Lançada há mais de uma década pelo Presidente chinês, Xi Jinping, a campanha atingiu em 2024 um número recorde de 889.000 funcionários do regime, segundo dados divulgados pela Comissão Central de Inspeção e Disciplina - órgão máximo anticorrupção do Partido Comunista Chinês (PCC).
Este número representa um aumento de quase 50% em relação à média anual de cerca de 600.000 entre 2018 e 2023.
O 'think tank' Gavekal Dragonomics previu que o número continuará a crescer, destacando o alargamento do escrutínio a novos setores, como finanças, energia, saúde e infraestruturas, bem como para níveis mais baixos da administração pública, incluindo funcionários do PCC nas aldeias, além dos níveis provincial e municipal.
"O foco em mais sectores e mais funcionários vai resultar em mais casos - tendência que parece destinada a continuar", vaticinou.
A campanha anticorrupção foi lançada em 2012 e é hoje considerada a mais persistente e ampla na história da China comunista.
Um dos primeiros alvos foi o ex chefe da Segurança Zhou Yongkang, que outrora tutelou os tribunais, polícia e os serviços de informação, e acabou por ser punido com prisão perpétua, tornando-se no mais alto líder da China condenado por corrupção desde a fundação da República Popular, em 1949.
Da lista faz também parte Bo Xilai, estrela em ascensão da política chinesa que caiu em desgraça, num caso que envolveu o homicídio de um advogado britânico.
Altas patentes do exército -- só no ano passado dois ministros da Defesa foram colocados sob investigação -- e centenas de quadros de nível ministerial ou superior foram também expulsos do PCC e punidos com prisão perpétua ou pena de morte.
Em Janeiro passado, Xi advertiu que "a corrupção continua a aumentar" e é a "maior ameaça" para o regime.
"A campanha anticorrupção é a única forma de quebrar os ciclos de governação e caos, prosperidade e declínio", apontou.
A Gavekal Dragonomics advertiu para os efeitos de paralisia na burocracia chinesa, à medida que os funcionários evitam tomar decisões suscetíveis de os expor ao escrutínio.
Xi tem aludido a este problema, queixando-se do 'formalismo' e do 'burocratismo' no Governo.
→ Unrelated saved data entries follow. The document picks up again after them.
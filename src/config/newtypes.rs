//! Validated newtype wrappers for configuration values.
//!
//! This module provides type-safe wrappers around string values that validate
//! their contents on construction. Invalid values are rejected with clear
//! error messages.

use crate::error::ConfigError;
use serde::{Deserialize, Serialize};
use std::fmt;

/// A validated server host URL.
///
/// The URL must be absolute (`http://` or `https://`). Any trailing slash is
/// stripped so the value can be concatenated with request paths directly.
///
/// # Example
///
/// ```rust
/// use specimen_api::HostUrl;
///
/// let host = HostUrl::new("https://collections.example.org/").unwrap();
/// assert_eq!(host.as_ref(), "https://collections.example.org");
/// ```
#[derive(Clone, Debug, PartialEq, Eq, Serialize, Deserialize)]
#[serde(try_from = "String", into = "String")]
pub struct HostUrl(String);

impl HostUrl {
    /// Creates a new validated host URL.
    ///
    /// # Errors
    ///
    /// Returns [`ConfigError::InvalidHostUrl`] if the value is empty or is
    /// not an absolute http(s) URL.
    pub fn new(url: impl Into<String>) -> Result<Self, ConfigError> {
        let url = url.into();
        let trimmed = url.trim_end_matches('/');
        if trimmed.is_empty()
            || !(trimmed.starts_with("http://") || trimmed.starts_with("https://"))
        {
            return Err(ConfigError::InvalidHostUrl { url });
        }
        Ok(Self(trimmed.to_string()))
    }
}

impl AsRef<str> for HostUrl {
    fn as_ref(&self) -> &str {
        &self.0
    }
}

impl fmt::Display for HostUrl {
    fn fmt(&self, f: &mut fmt::Formatter<'_>) -> fmt::Result {
        f.write_str(&self.0)
    }
}

impl TryFrom<String> for HostUrl {
    type Error = ConfigError;

    fn try_from(value: String) -> Result<Self, Self::Error> {
        Self::new(value)
    }
}

impl From<HostUrl> for String {
    fn from(value: HostUrl) -> Self {
        value.0
    }
}

/// A validated API root path.
///
/// This is the path prefix under which all record endpoints live, e.g.
/// `/api/records` for URLs of the shape `/api/records/collectionobject/17/`.
/// The value is normalized to start with `/` and carry no trailing slash.
///
/// # Example
///
/// ```rust
/// use specimen_api::ApiRoot;
///
/// let root = ApiRoot::new("/api/records/").unwrap();
/// assert_eq!(root.as_ref(), "/api/records");
/// ```
#[derive(Clone, Debug, PartialEq, Eq, Serialize, Deserialize)]
#[serde(try_from = "String", into = "String")]
pub struct ApiRoot(String);

impl ApiRoot {
    /// Creates a new validated API root.
    ///
    /// # Errors
    ///
    /// Returns [`ConfigError::InvalidApiRoot`] if the value does not start
    /// with `/` or is only slashes.
    pub fn new(root: impl Into<String>) -> Result<Self, ConfigError> {
        let root = root.into();
        let trimmed = root.trim_end_matches('/');
        if trimmed.is_empty() || !trimmed.starts_with('/') {
            return Err(ConfigError::InvalidApiRoot { root });
        }
        Ok(Self(trimmed.to_string()))
    }
}

impl AsRef<str> for ApiRoot {
    fn as_ref(&self) -> &str {
        &self.0
    }
}

impl fmt::Display for ApiRoot {
    fn fmt(&self, f: &mut fmt::Formatter<'_>) -> fmt::Result {
        f.write_str(&self.0)
    }
}

impl TryFrom<String> for ApiRoot {
    type Error = ConfigError;

    fn try_from(value: String) -> Result<Self, Self::Error> {
        Self::new(value)
    }
}

impl From<ApiRoot> for String {
    fn from(value: ApiRoot) -> Self {
        value.0
    }
}

#[cfg(test)]
mod tests {
    use super::*;

    #[test]
    fn test_host_url_accepts_https() {
        let host = HostUrl::new("https://db.example.org").unwrap();
        assert_eq!(host.as_ref(), "https://db.example.org");
    }

    #[test]
    fn test_host_url_strips_trailing_slash() {
        let host = HostUrl::new("http://localhost:8000/").unwrap();
        assert_eq!(host.as_ref(), "http://localhost:8000");
    }

    #[test]
    fn test_host_url_rejects_relative() {
        assert!(matches!(
            HostUrl::new("db.example.org"),
            Err(ConfigError::InvalidHostUrl { .. })
        ));
    }

    #[test]
    fn test_host_url_rejects_empty() {
        assert!(HostUrl::new("").is_err());
        assert!(HostUrl::new("/").is_err());
    }

    #[test]
    fn test_api_root_normalizes_trailing_slash() {
        let root = ApiRoot::new("/api/records/").unwrap();
        assert_eq!(root.as_ref(), "/api/records");
    }

    #[test]
    fn test_api_root_rejects_relative() {
        assert!(matches!(
            ApiRoot::new("api/records"),
            Err(ConfigError::InvalidApiRoot { .. })
        ));
    }

    #[test]
    fn test_api_root_rejects_bare_slash() {
        assert!(ApiRoot::new("/").is_err());
        assert!(ApiRoot::new("///").is_err());
    }

    #[test]
    fn test_host_url_serde_round_trip() {
        let host = HostUrl::new("https://db.example.org").unwrap();
        let json = serde_json::to_string(&host).unwrap();
        let back: HostUrl = serde_json::from_str(&json).unwrap();
        assert_eq!(host, back);
    }
}
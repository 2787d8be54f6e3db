//! # Specimen API Client
//!
//! A Rust client for museum collection-management REST APIs: records are
//! modeled as lazily populated, dependency-aware objects with relationship
//! traversal, caching, typed change events, and cascading save semantics
//! mirroring server-side business rules.
//!
//! ## Overview
//!
//! This crate provides:
//! - Type-safe configuration via [`ApiConfig`] and its builder
//! - A schema registry describing entity types and their relationships
//! - [`records::Resource`]: a single record with case-insensitive attribute
//!   access, single-flight fetch/save, and dotted-path relationship
//!   traversal (`rget`)
//! - [`records::Collection`]: paginated, optionally windowed groups of
//!   records
//! - Cascading saves (`rsave`) that persist a related-object graph in
//!   dependency order, inlining dependent data into one request
//! - Typed change events bubbling through the relation graph
//! - An async HTTP client with opt-in retry handling
//!
//! ## Quick Start
//!
//! ```rust,no_run
//! use specimen_api::{ApiConfig, HostUrl};
//! use specimen_api::records::Context;
//! use specimen_api::schema::{EntityType, Field, Relationship, RelationshipKind, SchemaRegistry};
//!
//! // Configuration via the builder pattern
//! let config = ApiConfig::builder()
//!     .host(HostUrl::new("https://collections.example.org").unwrap())
//!     .build()
//!     .unwrap();
//!
//! // The schema registry is external metadata describing the data model
//! let schema = SchemaRegistry::builder()
//!     .entity(
//!         EntityType::new("CollectionObject", 1)
//!             .field(Field::scalar("CatalogNumber"))
//!             .field(Field::related(
//!                 "Cataloger",
//!                 Relationship::new(RelationshipKind::ManyToOne, "Agent"),
//!             )),
//!     )
//!     .entity(EntityType::new("Agent", 5).field(Field::scalar("LastName")))
//!     .build();
//!
//! // One context per process; every record handle shares it
//! let context = Context::new(&config, schema);
//! ```
//!
//! ## Working with Records
//!
//! ```rust,ignore
//! // An unpopulated handle: id known, fields loaded on first use
//! let object = context.from_uri("/api/records/collectionobject/100/")?;
//!
//! // Dotted-path traversal fetches lazily, one request per uncached hop
//! let cataloger = object.rget_record("cataloger").await?;
//! let last_name = object.rget_value("cataloger.lastname").await?;
//!
//! // Edits mark the record dirty and emit typed change events
//! object.set("catalognumber", "1887-0042")?;
//! assert!(object.needs_saved());
//!
//! // rsave persists the graph: independent to-one relations first, then
//! // this record (dependent data inlined), then to-many relations
//! object.rsave().await?;
//! ```
//!
//! ## Design Principles
//!
//! - **No global state**: the schema registry and transport live in an
//!   explicit [`records::Context`] constructed once per process
//! - **Fail-fast validation**: configuration newtypes validate on
//!   construction; state-contract violations reject immediately
//! - **Single-flight**: at most one outstanding fetch and one outstanding
//!   save per record: concurrent fetches share one request, concurrent
//!   saves are a caller error
//! - **Thread-safe**: all handles are `Send + Sync`
//! - **Async-first**: designed for use with the Tokio runtime

pub mod clients;
pub mod config;
pub mod error;
pub mod records;
pub mod schema;

// Re-export public types at crate root for convenience
pub use config::{ApiConfig, ApiConfigBuilder, ApiRoot, HostUrl};
pub use error::ConfigError;

// Re-export HTTP client types
pub use clients::{
    HttpClient, HttpError, HttpMethod, HttpRequest, HttpRequestBuilder, HttpResponse,
    HttpResponseError, InvalidHttpRequestError, MaxHttpRetriesExceededError,
};

// Re-export the record binding core
pub use records::{Collection, Context, FetchOptions, RecordError, RecordEvent, Resource};
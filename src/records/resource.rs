//! A single record and its relationship cache.
//!
//! [`Resource`] is a cheaply clonable handle to one record of a named
//! entity type. It mediates all reads and writes to the record, tracks
//! population and dirty state, caches related records and collections by
//! relationship field name, and enforces the single-flight discipline on
//! fetch and save.
//!
//! # Field access
//!
//! Field names are case-insensitive; all reads and writes lowercase the
//! name. [`Resource::get`] returns the raw stored attribute (a scalar, a
//! foreign-key URI string, or nothing); use [`Resource::rget`] to resolve
//! relationships.
//!
//! # Relationship interception
//!
//! [`Resource::set`] inspects the schema descriptor of the field being
//! written. Inline relationship data (an embedded object or array) is never
//! stored in the attribute map; it is materialized into cached
//! [`Resource`]s/[`Collection`]s instead, with the attribute slot holding
//! the foreign-key URI where the schema puts one on this side.
//!
//! # Saving
//!
//! [`Resource::save`] persists this record alone. [`Resource::rsave`]
//! cascades over the cached relation graph in three stages: independent
//! to-one relations first (so their URIs can be embedded), then this record
//! with all dependent data gathered inline into its payload, then
//! independent collection-backed relations (which need this record's id).

use std::collections::HashMap;
use std::fmt;
use std::sync::{Arc, Mutex, MutexGuard, Weak};

use chrono::{DateTime, NaiveDateTime, Utc};
use futures::future::{try_join_all, BoxFuture, Shared};
use futures::FutureExt;
use serde_json::{json, Map, Value};
use tokio::sync::broadcast;

use crate::clients::{DataType, HttpError, HttpMethod, HttpRequest};
use crate::records::collection::Collection;
use crate::records::context::Context;
use crate::records::errors::RecordError;
use crate::records::events::RecordEvent;
use crate::records::uri::{collection_uri, parse_resource_uri, resource_uri};
use crate::schema::{EntityType, Relationship, RelationshipKind};

/// Capacity of the per-record event channel.
const EVENT_CHANNEL_CAPACITY: usize = 64;

/// Attribute names the API layer writes on every record; not part of any
/// schema but never worth a warning.
const META_FIELDS: &[&str] = &["resource_uri", "version"];

type SharedFetch = Shared<BoxFuture<'static, Result<(), RecordError>>>;

/// A resolved value from a dotted-path traversal.
#[derive(Clone)]
pub enum RelatedValue {
    /// A scalar (or otherwise raw) attribute value.
    Data(Value),
    /// A single related record.
    Record(Resource),
    /// A related collection.
    Records(Collection),
}

impl RelatedValue {
    /// Returns the related record, if this value is one.
    #[must_use]
    pub fn into_record(self) -> Option<Resource> {
        match self {
            Self::Record(record) => Some(record),
            _ => None,
        }
    }

    /// Returns the related collection, if this value is one.
    #[must_use]
    pub fn into_records(self) -> Option<Collection> {
        match self {
            Self::Records(records) => Some(records),
            _ => None,
        }
    }

    /// Returns the raw attribute value, if this value is one.
    #[must_use]
    pub fn into_data(self) -> Option<Value> {
        match self {
            Self::Data(value) => Some(value),
            _ => None,
        }
    }
}

/// A cached related object.
#[derive(Clone)]
pub(crate) enum Related {
    Record(Resource),
    Records(Collection),
}

/// Non-owning pointer from a cached related record back to its owner.
///
/// Used only for event bubbling and foreign-key bookkeeping; the owner's
/// cache map is the sole owning edge.
#[derive(Clone)]
pub(crate) struct Backref {
    pub(crate) owner: Weak<ResourceCell>,
    pub(crate) field: String,
    pub(crate) dependent: bool,
}
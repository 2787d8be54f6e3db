//! Error types for client configuration.
//!
//! This module contains error types used for configuration and validation
//! errors raised while constructing an [`ApiConfig`](crate::config::ApiConfig).
//!
//! # Error Handling
//!
//! All configuration constructors return `Result<T, ConfigError>` to enable
//! fail-fast validation. Error messages are designed to be clear and actionable.
//!
//! # Example
//!
//! ```rust
//! use specimen_api::{ConfigError, HostUrl};
//!
//! let result = HostUrl::new("not-a-url");
//! assert!(matches!(result, Err(ConfigError::InvalidHostUrl { .. })));
//! ```

use thiserror::Error;

/// Errors that can occur during client configuration.
///
/// This enum represents all possible errors that can occur when creating
/// or validating configuration types. Each variant provides a clear,
/// actionable error message.
#[derive(Debug, Error, Clone, PartialEq, Eq)]
pub enum ConfigError {
    /// Host URL is missing or malformed.
    #[error("Invalid host URL '{url}'. Expected an absolute http:// or https:// URL.")]
    InvalidHostUrl {
        /// The invalid URL that was provided.
        url: String,
    },

    /// The API root path is malformed.
    #[error("Invalid API root '{root}'. Expected an absolute path such as '/api/records'.")]
    InvalidApiRoot {
        /// The invalid root that was provided.
        root: String,
    },

    /// A required configuration field was not provided to the builder.
    #[error("Missing required configuration field: {field}")]
    MissingField {
        /// The name of the missing field.
        field: &'static str,
    },
}

#[cfg(test)]
mod tests {
    use super::*;

    #[test]
    fn test_invalid_host_url_includes_value() {
        let error = ConfigError::InvalidHostUrl {
            url: "ftp://example.com".to_string(),
        };
        assert!(error.to_string().contains("ftp://example.com"));
    }

    #[test]
    fn test_missing_field_names_the_field() {
        let error = ConfigError::MissingField { field: "host" };
        assert!(error.to_string().contains("host"));
    }
}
Documentos do Comité Permanente do Politburo do PCC, a cúpula do poder na China, mencionam agora as "três distinções" para tranquilizar os funcionários de que não serão punidos por erros honestos, visando "incentivá-los a adoptar uma postura pioneira e a demonstrar iniciativa no trabalho".
Isto surge numa altura em que Pequim enceta um plano estratégico para dominar tecnologias emergentes, visando ultrapassar os Estados Unidos na corrida pela supremacia tecnológica.
"Os cautelosos fundos de investimento apoiados pelo Estado estão relutantes em investir em empresas tecnológicas de alto risco. Se os funcionários que gerem os fundos estatais ficarem mais preocupados com o facto de as perdas financeiras convidarem ao escrutínio, tornar-se-ão ainda mais conservadores nas suas decisões de investimento", apontou o grupo de reflexão.
Pequim adotou em 2024 um pacote de medidas de apoio ao sector imobiliário, mergulhado numa prolongada crise. Uma das medidas visa encorajar as autoridades locais a comprar aos promotores unidades habitacionais não vendidas.
"O risco é que os funcionários locais utilizem esta ferramenta com moderação para evitar o escrutínio posterior", notou a Gavekal Dragonomics.
"É possível que, ao dar prioridade política à estabilização do crescimento, o Governo central tenha dado aos funcionários de nível operacional o incentivo de que necessitam para agir. Mas também é possível que o receio [de serem punidos] se sobreponha a todos os outros fatores e que os funcionários locais não consigam, mais uma vez, apoiar a economia", acrescentou.